The long-term survival of dental implants depends, among the other factors, on the control of bacterial infiltration in the peri-implant region.4 It has been observed that ceramic surfaces exhibit lower bacterial colonization on the implant-abutment interface5, 6 and a statistically significant decrease in human plaque biofilm formation compared to titanium surfaces.7 This reduces nitric oxide synthesis (an indicator of the bacteria-induced inflammatory process) in tissues around zirconia healing abutments.8

A systematic review that evaluated the impact of the abutment characteristics on peri-implant tissue health discovered significantly less bleeding on probing (BOP) and plaque accumulation with zirconia when compared to titanium abutments.1 Moreover, a comparison of the quality of the soft tissue surrounding zirconia and titanium abutments demonstrated lower inflammatory activity around the former5, 6. This finding was later confirmed by a pre-clinical study, which reported a lower proportion of pro-inflammatory leucocytes in the epithelium around zirconia than titanium abutments, indicating a superior gingival seal.9 Finally, zirconia surfaces also exhibited a faster formation of the epithelial attachments in vitro and a higher degree of soft tissue integration than titanium.10


In conclusion, the abutment material type plays a significant role in soft tissue healing and maintenance. As a highly soft-tissue-friendly material, zirconia could be considered a material of choice when successful soft tissue healing is essential.

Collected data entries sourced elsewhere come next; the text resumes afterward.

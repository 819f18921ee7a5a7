/// Errors returned by [`crate::DisjointSetRegistry`] operations.
///
/// Every failing operation leaves the registry exactly as it was before the
/// call: no node is allocated, no parent pointer or rank is rewritten.
use std::fmt;

use crate::registry::NodeId;

// ---------------------------------------------------------------------------
// RegistryError
// ---------------------------------------------------------------------------

/// All error conditions a registry operation can produce.
#[derive(Debug, Clone, PartialEq, Eq)]
pub enum RegistryError {
    /// A registration was attempted after the configured maximum number of
    /// nodes had already been allocated.
    ///
    /// Existing nodes stay valid; every further registration fails the same
    /// way.
    CapacityExceeded {
        /// The configured upper bound on registered nodes.
        max_nodes: usize,
    },

    /// A handle passed to `find`, `union` or an accessor does not belong to
    /// this registry.
    InvalidHandle {
        /// The offending handle.
        id: NodeId,
        /// Number of nodes the registry currently owns; valid ids are
        /// `0..len`.
        len: usize,
    },

    /// Both operands of a `union` already share a root.
    ///
    /// Only produced under [`crate::AlreadyUnifiedPolicy::Reject`]; the
    /// default policy returns the shared root instead.
    AlreadyUnified {
        /// The root both operands resolve to.
        root: NodeId,
    },
}

impl fmt::Display for RegistryError {
    fn fmt(&self, f: &mut fmt::Formatter<'_>) -> fmt::Result {
        match self {
            Self::CapacityExceeded { max_nodes } => {
                write!(f, "exceeded max number of nodes ({max_nodes})")
            }
            Self::InvalidHandle { id, len } => {
                write!(
                    f,
                    "node {id} does not belong to this registry (registry holds {len} nodes)"
                )
            }
            Self::AlreadyUnified { root } => {
                write!(f, "nodes are already in the same group (root {root})")
            }
        }
    }
}

impl std::error::Error for RegistryError {}
#[cfg(test)]
mod tests {
    #![allow(clippy::expect_used)]

    use super::*;

    fn registry_with(n: usize) -> (DisjointSetRegistry<usize>, Vec<NodeId>) {
        let mut reg = DisjointSetRegistry::unbounded();
        let ids = (0..n)
            .map(|i| reg.register(i).expect("unbounded registry accepts nodes"))
            .collect();
        (reg, ids)
    }

    /// Builds a binomial tree over 16 nodes whose deepest node is 15, via
    /// 15 -> 14 -> 12 -> 8 -> 0.
    fn binomial_tree() -> (DisjointSetRegistry<usize>, Vec<NodeId>) {
        let (mut reg, ids) = registry_with(16);
        for step in [1, 2, 4, 8] {
            for i in (0..16).step_by(2 * step) {
                reg.union(ids[i], ids[i + step]).expect("union");
            }
        }
        (reg, ids)
    }

    #[test]
    fn register_creates_singletons() {
        let (mut reg, ids) = registry_with(5);
        for (i, &id) in ids.iter().enumerate() {
            assert_eq!(id.index(), i);
            assert_eq!(reg.find(id).expect("find"), id, "{id} should be its own root");
            let node = reg.node(id).expect("node");
            assert!(node.is_root());
            assert_eq!(node.rank(), 1);
        }
        assert_eq!(reg.group_count(), 5);
    }

    #[test]
    fn register_accepts_unit_payload() {
        let mut reg: DisjointSetRegistry<()> = DisjointSetRegistry::new();
        let id = reg.register(()).expect("register");
        assert_eq!(reg.payload(id).expect("payload"), &());
    }

    #[test]
    fn ids_are_unique_and_ascending() {
        let (_, ids) = registry_with(10);
        for pair in ids.windows(2) {
            assert!(pair[0] < pair[1]);
        }
    }

    #[test]
    fn capacity_boundary() {
        let mut reg = DisjointSetRegistry::bounded(3);
        for i in 0..3 {
            reg.register(i).expect("within capacity");
        }
        assert_eq!(reg.remaining_capacity(), Some(0));
        assert_eq!(
            reg.register(3),
            Err(RegistryError::CapacityExceeded { max_nodes: 3 })
        );
        assert_eq!(reg.len(), 3, "failed registration must not allocate");
        // Still usable for find/union.
        let root = reg.union(NodeId(0), NodeId(2)).expect("union after full");
        assert_eq!(reg.find(NodeId(2)).expect("find"), root);
        // And keeps refusing.
        assert!(reg.register(4).is_err());
    }

    #[test]
    fn default_capacity_is_1024() {
        let mut reg = DisjointSetRegistry::new();
        for i in 0..1024 {
            reg.register(i).expect("within default capacity");
        }
        assert_eq!(
            reg.register(1024),
            Err(RegistryError::CapacityExceeded { max_nodes: 1024 })
        );
    }

    #[test]
    fn zero_capacity_rejects_first_registration() {
        let mut reg = DisjointSetRegistry::bounded(0);
        assert!(matches!(
            reg.register("x"),
            Err(RegistryError::CapacityExceeded { max_nodes: 0 })
        ));
        assert!(reg.is_empty());
    }

    #[test]
    fn find_is_idempotent() {
        let (mut reg, ids) = registry_with(4);
        reg.union(ids[0], ids[1]).expect("union");
        let first = reg.find(ids[1]).expect("find");
        let second = reg.find(ids[1]).expect("find");
        assert_eq!(first, second);
    }

    #[test]
    fn union_two_elements_same_set() {
        let (mut reg, ids) = registry_with(4);
        reg.union(ids[0], ids[1]).expect("union");
        assert_eq!(reg.find(ids[0]).expect("find"), reg.find(ids[1]).expect("find"));
    }

    #[test]
    fn union_does_not_affect_others() {
        let (mut reg, ids) = registry_with(4);
        reg.union(ids[0], ids[1]).expect("union");
        assert!(!reg.same_group(ids[0], ids[2]).expect("query"));
        assert!(!reg.same_group(ids[0], ids[3]).expect("query"));
        assert!(!reg.same_group(ids[2], ids[3]).expect("query"));
        assert_eq!(reg.group_count(), 3);
    }

    #[test]
    fn equal_rank_first_operand_wins_and_rank_grows() {
        let (mut reg, ids) = registry_with(2);
        let root = reg.union(ids[1], ids[0]).expect("union");
        assert_eq!(root, ids[1]);
        assert_eq!(reg.node(ids[0]).expect("node").parent(), ids[1]);
        assert_eq!(reg.node(ids[1]).expect("node").rank(), 2);
    }

    #[test]
    fn lower_rank_attaches_under_higher_rank() {
        let (mut reg, ids) = registry_with(3);
        reg.union(ids[0], ids[1]).expect("union");
        // ids[2] (rank 1) as first operand still goes under ids[0] (rank 2).
        let root = reg.union(ids[2], ids[0]).expect("union");
        assert_eq!(root, ids[0]);
        assert_eq!(reg.node(ids[2]).expect("node").parent(), ids[0]);
        assert_eq!(reg.node(ids[0]).expect("node").rank(), 2);

        let (mut reg, ids) = registry_with(3);
        reg.union(ids[0], ids[1]).expect("union");
        let root = reg.union(ids[0], ids[2]).expect("union");
        assert_eq!(root, ids[0], "higher-rank first operand stays root");
        assert_eq!(reg.node(ids[0]).expect("node").rank(), 2);
    }

    #[test]
    fn union_symmetry_same_partition() {
        let (mut ab, ids_ab) = registry_with(3);
        ab.union(ids_ab[0], ids_ab[1]).expect("union");
        let (mut ba, ids_ba) = registry_with(3);
        ba.union(ids_ba[1], ids_ba[0]).expect("union");
        assert_eq!(ab.groups(), ba.groups());
        assert!(ba.same_group(ids_ba[0], ids_ba[1]).expect("query"));
    }

    #[test]
    fn transitive_closure() {
        let (mut reg, ids) = registry_with(3);
        reg.union(ids[0], ids[1]).expect("union");
        reg.union(ids[1], ids[2]).expect("union");
        assert!(reg.same_group(ids[0], ids[2]).expect("query"));
    }

    #[test]
    fn repeated_union_is_noop_by_default() {
        let (mut reg, ids) = registry_with(3);
        let root = reg.union(ids[0], ids[1]).expect("union");
        let groups_before = reg.groups();
        let rank_before = reg.node(root).expect("node").rank();

        assert_eq!(reg.union(ids[0], ids[1]).expect("union"), root);
        assert_eq!(reg.union(ids[1], ids[0]).expect("union"), root);
        assert_eq!(reg.union(ids[2], ids[2]).expect("self union"), ids[2]);

        assert_eq!(reg.groups(), groups_before);
        assert_eq!(reg.node(root).expect("node").rank(), rank_before);
        assert_eq!(reg.group_count(), 2);
    }

    #[test]
    fn reject_policy_reports_already_unified_without_mutation() {
        let config = RegistryConfig::default().with_policy(AlreadyUnifiedPolicy::Reject);
        let mut reg = DisjointSetRegistry::with_config(config);
        let a = reg.register('a').expect("register");
        let b = reg.register('b').expect("register");
        let root = reg.union(a, b).expect("first union");

        assert_eq!(
            reg.union(b, a),
            Err(RegistryError::AlreadyUnified { root })
        );
        assert_eq!(reg.node(root).expect("node").rank(), 2);
        assert_eq!(reg.group_count(), 1);
        assert_eq!(reg.find(b).expect("find"), root);
    }

    #[test]
    fn invalid_handles_are_rejected() {
        let (mut reg, ids) = registry_with(2);
        let foreign = NodeId(2);
        let expected = RegistryError::InvalidHandle { id: foreign, len: 2 };

        assert_eq!(reg.find(foreign), Err(expected.clone()));
        assert_eq!(reg.union(ids[0], foreign), Err(expected.clone()));
        assert_eq!(reg.union(foreign, ids[0]), Err(expected.clone()));
        assert_eq!(reg.payload(foreign).err(), Some(expected.clone()));
        assert_eq!(reg.payload_mut(foreign).err(), Some(expected.clone()));
        assert_eq!(reg.ancestors(foreign).err(), Some(expected.clone()));
        assert_eq!(reg.same_group(ids[0], foreign), Err(expected));

        assert_eq!(reg.group_count(), 2, "rejected calls leave state intact");
        assert!(reg.node(ids[0]).expect("node").is_root());
        assert!(reg.node(ids[1]).expect("node").is_root());
    }

    #[test]
    fn rejected_calls_do_not_compress_valid_operand() {
        let (mut reg, ids) = binomial_tree();
        let foreign = NodeId(16);
        let expected = RegistryError::InvalidHandle { id: foreign, len: 16 };

        assert_eq!(reg.union(ids[15], foreign), Err(expected.clone()));
        assert_eq!(reg.same_group(ids[15], foreign), Err(expected));

        assert_eq!(reg.node(ids[15]).expect("node").parent(), ids[14]);
        assert_eq!(reg.node(ids[14]).expect("node").parent(), ids[12]);
        assert_eq!(reg.node(ids[12]).expect("node").parent(), ids[8]);
        assert_eq!(reg.group_count(), 1);
    }

    #[test]
    fn path_compression_rewrites_parents_to_root() {
        let (mut reg, ids) = binomial_tree();
        assert_eq!(reg.node(ids[15]).expect("node").parent(), ids[14]);
        let chain: Vec<NodeId> = reg
            .ancestors(ids[15])
            .expect("ancestors")
            .map(Node::id)
            .collect();
        assert_eq!(chain, vec![ids[15], ids[14], ids[12], ids[8], ids[0]]);

        assert_eq!(reg.find(ids[15]).expect("find"), ids[0]);
        for i in [15, 14, 12, 8] {
            assert_eq!(
                reg.node(ids[i]).expect("node").parent(),
                ids[0],
                "node {i} should point straight at the root after find"
            );
        }
        // Untouched branches keep their parents.
        assert_eq!(reg.node(ids[13]).expect("node").parent(), ids[12]);
    }

    #[test]
    fn root_of_does_not_compress() {
        let (reg, ids) = binomial_tree();
        assert_eq!(reg.root_of(ids[15]).expect("root"), ids[0]);
        assert_eq!(reg.node(ids[15]).expect("node").parent(), ids[14]);
    }

    #[test]
    fn four_node_scenario() {
        let mut reg = DisjointSetRegistry::new();
        let payload = 271_828;
        let a = reg.register(payload).expect("register a");
        let b = reg.register(payload).expect("register b");
        let c = reg.register(payload).expect("register c");
        let d = reg.register(payload).expect("register d");

        reg.union(a, b).expect("union a b");
        assert!(reg.same_group(a, b).expect("query"));
        reg.union(c, d).expect("union c d");
        assert!(reg.same_group(c, d).expect("query"));
        assert!(!reg.same_group(a, c).expect("query"));

        let root = reg.union(b, d).expect("union b d");
        assert_eq!(root, a);

        let all = [a, b, c, d];
        for (i, &x) in all.iter().enumerate() {
            for &y in &all[i + 1..] {
                assert_eq!(
                    reg.find(x).expect("find"),
                    reg.find(y).expect("find"),
                    "{x} and {y} should share a root"
                );
            }
        }
        assert_eq!(reg.node(d).expect("node").parent(), a);
        assert_eq!(reg.payload(d).expect("payload"), &271_828);
        assert_eq!(reg.group_count(), 1);
    }

    #[test]
    fn groups_are_deterministic() {
        let (mut reg, ids) = registry_with(6);
        reg.union(ids[5], ids[1]).expect("union");
        reg.union(ids[3], ids[4]).expect("union");
        reg.union(ids[4], ids[1]).expect("union");
        assert_eq!(
            reg.groups(),
            vec![
                vec![ids[0]],
                vec![ids[1], ids[3], ids[4], ids[5]],
                vec![ids[2]],
            ]
        );
        assert_eq!(
            reg.group_of(ids[3]).expect("group"),
            vec![ids[1], ids[3], ids[4], ids[5]]
        );
    }

    #[test]
    fn payload_mut_updates_in_place() {
        let mut reg = DisjointSetRegistry::new();
        let id = reg.register(String::from("old")).expect("register");
        reg.payload_mut(id).expect("payload").push_str("-new");
        assert_eq!(reg.payload(id).expect("payload"), "old-new");
    }

    #[test]
    fn len_and_is_empty() {
        let reg: DisjointSetRegistry<u8> = DisjointSetRegistry::default();
        assert!(reg.is_empty());
        assert_eq!(reg.len(), 0);
        assert_eq!(reg.max_nodes(), Some(1024));

        let (reg, _) = registry_with(3);
        assert!(!reg.is_empty());
        assert_eq!(reg.len(), 3);
        assert_eq!(reg.max_nodes(), None);
        assert_eq!(reg.remaining_capacity(), None);
        assert_eq!(reg.iter().count(), 3);
    }

    #[test]
    fn large_component_merge() {
        const N: usize = 64;
        let (mut reg, ids) = registry_with(N);
        for i in 1..N {
            reg.union(ids[0], ids[i]).expect("union");
        }
        let root = reg.find(ids[0]).expect("find");
        for &id in &ids {
            assert_eq!(reg.find(id).expect("find"), root, "{id} should share the root");
        }
        assert_eq!(reg.group_count(), 1);
        assert!(reg.node(root).expect("node").rank() <= 7);
    }
}
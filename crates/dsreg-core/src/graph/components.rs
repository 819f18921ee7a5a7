//! Connected components of an undirected graph.
use log::debug;
use petgraph::graph::{NodeIndex, UnGraph};
use petgraph::visit::EdgeRef;

use crate::error::RegistryError;

use super::{handle, registry_for};

/// Partitions the nodes of `graph` into connected components.
///
/// Each component is sorted by node index and components are ordered by
/// their smallest index. Isolated nodes form singleton components.
///
/// # Errors
///
/// Propagates [`RegistryError`] from the internal registry. The registry is
/// unbounded and only ever sees its own handles, so no error is expected in
/// practice.
pub fn connected_components<N, E>(
    graph: &UnGraph<N, E>,
) -> Result<Vec<Vec<NodeIndex>>, RegistryError> {
    let mut registry = registry_for(graph)?;
    for edge in graph.edge_references() {
        registry.union(handle(edge.source()), handle(edge.target()))?;
    }
    debug!(
        "{} nodes, {} edges -> {} components",
        graph.node_count(),
        graph.edge_count(),
        registry.group_count()
    );

    let mut components = Vec::with_capacity(registry.group_count());
    for group in registry.groups() {
        let mut members = Vec::with_capacity(group.len());
        for id in group {
            members.push(*registry.payload(id)?);
        }
        components.push(members);
    }
    Ok(components)
}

  1. Sanz-Martín, I., et al., Effects of modified abutment characteristics on peri-implant soft tissue health: A systematic review and meta-analysis. Clin Oral Implants Res, 2018. 29(1): p. 118-129.
  2. Manicone, P.F., P. Rossi Iommetti, and L. Raffaelli, An overview of zirconia ceramics: basic properties and clinical applications. J Dent, 2007. 35(11): p. 819-26.
  3.  Kajiwara, N., et al., Soft tissue biological response to zirconia and metal implant abutments compared with natural tooth: microcirculation monitoring as a novel bioindicator. Implant Dent, 2015. 24(1): p. 37-41.
  4. Dhir, S., Biofilm and dental implant: The microbial link. J Indian Soc Periodontol, 2013. 17(1): p. 5-11.
  5. Rimondini, L., et al., Bacterial colonization of zirconia ceramic surfaces: an in vitro and in vivo study. Int J Oral Maxillofac Implants, 2002. 17(6): p. 793-8.
  6. Scarano, A., et al., Bacterial adhesion on commercially pure titanium and zirconium oxide disks: an in vivo human study. J Periodontol, 2004. 75(2): p. 292-6.
  7. Roehling, S., et al., In Vitro Biofilm Formation on Titanium and Zirconia Implant Surfaces. J Periodontol, 2017. 88(3): p. 298-307.
  8. Degidi, M., et al., Inflammatory infiltrate, microvessel density, nitric oxide synthase expression, vascular endothelial growth factor expression, and proliferative activity in peri-implant soft tissues around titanium and zirconium oxide healing caps. J Periodontol, 2006. 77(1): p. 73-80.
  9. Welander, M., I. Abrahamsson, and T. Berglundh, The mucosal barrier at implant abutments of different materials. Clin Oral Implants Res, 2008. 19(7): p. 635-41.
  10. Liñares, A., et al., Histological assessment of hard and soft tissues surrounding a novel ceramic implant: a pilot study in the minipig. Journal of Clinical Periodontology, 2016. 43(6): p. 538-546.